Scot McKnight is a fellow Patheos Evangelical blogger over at Jesus Creed. While I’ve not read everything he’s written, I’ve been impressed with his grace, knowledge of Church history, and faithfulness to the Bible. His openness to more liturgical, traditional expressions of the Christian faith is a gift as well. I think he has been and will continue to be an important church leader for our time.
That’s why I’m very excited to join Scot McKnight, fellow blogger Ben Corey, and Patheos Executive Editor Kathleen Mulhern to talk about McKnight’s newest book, A Fellowship of Differents THIS Thursday at 2 PM EST. Our discussion will center around the topic of “what the Church should be.” I hope you’ll be able to join us for this discussion. You can sign up ahead of time here.
I just finished reading McKnight’s book (it’s a Patheos Book Club featured pick). In it, this New Testament professor writes about how the Gospel is “God’s world-changing social experiment of bringing unlikes and differents to the table to share life with one another as a new kind of family.”
Is the Church always this way? Well, no. McKnight’s book is really a call to us to return to the vision of the Early Church.

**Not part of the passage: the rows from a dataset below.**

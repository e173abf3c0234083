//! Create a new draft post

use anyhow::{bail, Result};
use chrono::NaiveDate;
use std::fs;
use std::path::PathBuf;

use crate::content::slug::validate_slug;
use crate::content::FrontMatter;
use crate::Blog;

/// Scaffold an unpublished post, returning the path of the new file
pub fn create_post(
    blog: &Blog,
    title: &str,
    slug: Option<&str>,
    date: NaiveDate,
) -> Result<PathBuf> {
    let slug = match slug {
        Some(s) => s.to_string(),
        None => slug::slugify(title),
    };
    validate_slug(&slug)?;

    let store = blog.store();
    let file_path = store.post_path(&slug);
    if file_path.exists() {
        bail!("File already exists: {:?}", file_path);
    }

    let front_matter = FrontMatter {
        title: Some(title.to_string()),
        date: Some(date.format("%Y-%m-%d").to_string()),
        published: false,
        ..Default::default()
    };
    let source = front_matter.to_source("")?;

    fs::create_dir_all(store.content_dir())?;
    fs::write(&file_path, source)?;

    Ok(file_path)
}

/// Run the new command
pub fn run(blog: &Blog, title: &str, slug: Option<&str>) -> Result<()> {
    let today = chrono::Local::now().date_naive();
    let path = create_post(blog, title, slug, today)?;
    println!("Created: {:?}", path);
    Ok(())
}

As I read McKnight’s book, I was struck most by how God’s intent that the Church be a “fellowship of differents” in fact indicts us as American Christians for allowing Sunday morning to be our most-segregated hour of the week. I used to think that maybe our differences in worship preferences made it just fine for different races to have “separate but equal” worship services. But since the events of last summer in Ferguson, MO, and beyond, I’ve begun to think that we as Church are fundamentally failing to live out “God’s social experiment.” Because we are locked into our own preferences in our own congregations, because we do not dare to get out and get uncomfortable by doing things in ways we might not prefer, because we do not take the time to know and be known by our brothers and sisters who are different from us…we are failing to lead the way in reconciliation. And so when situations like Ferguson happen, we in the white majority do not understand that the experience of someone from a different race might be fundamentally different from our own experience. We draw up sides. We accuse people of playing the “race card.” We don’t stop to consider that someone from another perspective might in fact have a legitimate concern. Those who actually have good friends who are black do not have trouble understanding this reality. But for most of us, because we have not often encountered those who are different from us within the family of faith, we distrust them and we do not see them as brothers and sisters. This is tragic. The Gospel is meant to destroy the dividing walls we find in the world, but we have often failed to let it do its work today.
Yet McKnight’s book offers so much hope that we as Church can grow toward God’s intent for us. I am looking forward to talking with him and learning more about how we can live out the reality of who God has made us in Christ.